Amerika Utara merupakan rumah bagi ribuan spesies lebah lokal. Lebah madu impor jauh lebih sering mendapatkan perhatian dibanding lebah lokal. Cukup wajar mengingat madu dan sarang lebah sangat tinggi nilainya, sejak zaman Firaun sampai era pertanian komersial saat ini. Namun, kini lebah lokal Amerika Utara mulai merebut perhatian.
Setelah mempelajari katalog digital di American Museum of Natural History yang mencantumkan 700 ribu spesies lebah, Ascher tak berhasil menemukan posisi yang tepat bagi lebah kota berwarna biru kehijauan itu di kerajaan serangga. Akhirnya, lewat uji DNA yang dilakukan oleh Jason Gibss, peneliti dari Cornell University, mereka berhasil mengidentifikasikan lebah tersebut dan diberi nama Lasioglossum gotham.
Lebah keringat lokal seperti ini memang tidak populer di luar kalangan akademisi. Tidak seperti lebah madu yang awalnya diimpor dari Eropa, lebah lokal tidak banyak membuat madu. Meski begitu, lebah keringat jarang menyengat. Tingkat kekuatan sengatan mereka, dalam skala Schmidt Sting Pain Index tercatat berada di posisi terendah yakni di skala satu (maksimum skala empat) pada daftar tersebut.

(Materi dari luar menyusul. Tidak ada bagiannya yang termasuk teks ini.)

/// Model client — the single point of entry for all Gemini API calls.
///
/// ARCHITECTURAL RULE: No other module may call the generative-language API
/// directly. Both pipeline calls (letter generation, match evaluation) go
/// through `TextGenerator`.
///
/// Model: gemini-1.5-flash-latest (hardcoded — do not make configurable to
/// prevent drift)
use async_trait::async_trait;
use reqwest::Client;
use serde::{Deserialize, Serialize};
use thiserror::Error;
use tracing::debug;

const GEMINI_API_BASE: &str = "https://generativelanguage.googleapis.com/v1beta/models";
/// The model used for both calls of a submission.
pub const MODEL: &str = "gemini-1.5-flash-latest";

#[derive(Debug, Error)]
pub enum GenerationError {
    #[error("HTTP error: {0}")]
    Http(#[from] reqwest::Error),

    #[error("API error (status {status}): {message}")]
    Api { status: u16, message: String },

    #[error("model returned empty content")]
    EmptyContent,
}

/// Abstraction over the text-generation endpoint: prompt in, plain text out.
///
/// `GeminiClient` is the production implementation; tests script this trait
/// to drive the pipeline without network access. Carried in `AppState` as
/// `Arc<dyn TextGenerator>`.
#[async_trait]
pub trait TextGenerator: Send + Sync {
    async fn generate(&self, prompt: &str) -> Result<String, GenerationError>;
}

#[derive(Debug, Serialize)]
struct GenerateContentRequest<'a> {
    contents: Vec<RequestContent<'a>>,
}

#[derive(Debug, Serialize)]
struct RequestContent<'a> {
    parts: Vec<RequestPart<'a>>,
}

#[derive(Debug, Serialize)]
struct RequestPart<'a> {
    text: &'a str,
}

#[derive(Debug, Deserialize)]
pub struct GenerateContentResponse {
    #[serde(default)]
    pub candidates: Vec<Candidate>,
}

#[derive(Debug, Deserialize)]
pub struct Candidate {
    pub content: Option<CandidateContent>,
}

#[derive(Debug, Deserialize)]
pub struct CandidateContent {
    #[serde(default)]
    pub parts: Vec<CandidatePart>,
}

#[derive(Debug, Deserialize)]
pub struct CandidatePart {
    pub text: Option<String>,
}

impl GenerateContentResponse {
    /// Concatenates the text parts of the first candidate.
    /// Returns `None` when the response carries no text at all.
    pub fn text(&self) -> Option<String> {
        let candidate = self.candidates.first()?;
        let content = candidate.content.as_ref()?;
        let text: String = content
            .parts
            .iter()
            .filter_map(|p| p.text.as_deref())
            .collect();
        if text.is_empty() {
            None
        } else {
            Some(text)
        }
    }
}

#[derive(Debug, Deserialize)]
struct GeminiError {
    error: GeminiErrorBody,
}

#[derive(Debug, Deserialize)]
struct GeminiErrorBody {
    message: String,
}

/// Client for the Gemini `generateContent` endpoint.
///
/// One POST per call, no retries: a failed call surfaces to the caller as a
/// `GenerationError` and the submission decides what remains visible.
#[derive(Clone)]
pub struct GeminiClient {
    client: Client,
    api_key: String,
}

impl GeminiClient {
    pub fn new(api_key: String) -> Self {
        Self {
            client: Client::builder()
                .timeout(std::time::Duration::from_secs(120))
                .build()
                .expect("Failed to build HTTP client"),
            api_key,
        }
    }
}

#[async_trait]
impl TextGenerator for GeminiClient {
    async fn generate(&self, prompt: &str) -> Result<String, GenerationError> {
        let url = format!("{GEMINI_API_BASE}/{MODEL}:generateContent");
        let request_body = GenerateContentRequest {
            contents: vec![RequestContent {
                parts: vec![RequestPart { text: prompt }],
            }],
        };

        let response = self
            .client
            .post(&url)
            .header("x-goog-api-key", &self.api_key)
            .header("content-type", "application/json")
            .json(&request_body)
            .send()
            .await?;

        let status = response.status();

        if !status.is_success() {
            let body = response.text().await.unwrap_or_default();
            // Try to parse the service's error envelope for a readable message
            let message = serde_json::from_str::<GeminiError>(&body)
                .map(|e| e.error.message)
                .unwrap_or(body);
            return Err(GenerationError::Api {
                status: status.as_u16(),
                message,
            });
        }

        let decoded: GenerateContentResponse = response.json().await?;
        let text = decoded.text().ok_or(GenerationError::EmptyContent)?;

        debug!("model call succeeded: {} chars returned", text.len());

        Ok(text)
    }
}

#[cfg(test)]
mod tests {
    use super::*;

    #[test]
    fn test_response_text_extracts_first_candidate() {
        let json = r#"{
            "candidates": [
                {"content": {"parts": [{"text": "Dear Hiring Manager,"}]}}
            ]
        }"#;
        let response: GenerateContentResponse = serde_json::from_str(json).unwrap();
        assert_eq!(response.text().as_deref(), Some("Dear Hiring Manager,"));
    }

    #[test]
    fn test_response_text_concatenates_parts() {
        let json = r#"{
            "candidates": [
                {"content": {"parts": [{"text": "Dear "}, {"text": "Hiring Manager,"}]}}
            ]
        }"#;
        let response: GenerateContentResponse = serde_json::from_str(json).unwrap();
        assert_eq!(response.text().as_deref(), Some("Dear Hiring Manager,"));
    }

    #[test]
    fn test_response_text_no_candidates_is_none() {
        let response: GenerateContentResponse = serde_json::from_str(r#"{}"#).unwrap();
        assert!(response.text().is_none());
    }

    #[test]
    fn test_response_text_empty_parts_is_none() {
        let json = r#"{"candidates": [{"content": {"parts": []}}]}"#;
        let response: GenerateContentResponse = serde_json::from_str(json).unwrap();
        assert!(response.text().is_none());
    }

    #[test]
    fn test_response_text_missing_content_is_none() {
        let json = r#"{"candidates": [{}]}"#;
        let response: GenerateContentResponse = serde_json::from_str(json).unwrap();
        assert!(response.text().is_none());
    }

    #[test]
    fn test_error_envelope_message_extraction() {
        let body = r#"{"error": {"code": 400, "message": "API key not valid", "status": "INVALID_ARGUMENT"}}"#;
        let parsed: GeminiError = serde_json::from_str(body).unwrap();
        assert_eq!(parsed.error.message, "API key not valid");
    }

    #[test]
    fn test_request_body_shape() {
        let body = GenerateContentRequest {
            contents: vec![RequestContent {
                parts: vec![RequestPart { text: "hello" }],
            }],
        };
        let json = serde_json::to_value(&body).unwrap();
        assert_eq!(json["contents"][0]["parts"][0]["text"], "hello");
    }
}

Lebah ini juga lebih suka pada orang yang berkeringat karena makanan manusia umumnya cukup asin sehingga peluh mereka mengandung banyak nutrisi penting yang mereka butuhkan. Tetapi, sebagian besar orang tidak akan menyadari saat seekor lebah kecil sebenarnya tengah mendarat di lengan atau kaki mereka.
Dari data terakhir, setidaknya ada 250 spesies lebah lokal yang diketahui bersarang di trotoar kota New York, rambu lalu-lintas, taman-taman, dan pot bunga di balkon atas. Menurut para entomolog, jumlah ini kemungkinan lebih besar dibandingkan dengan jumlah spesies lebah yang tinggal di kota-kota utama lain di seluruh dunia. “Bagi spesies tertentu, kota besar sama bagusnya dengan kawasan alami,” kata Ascher.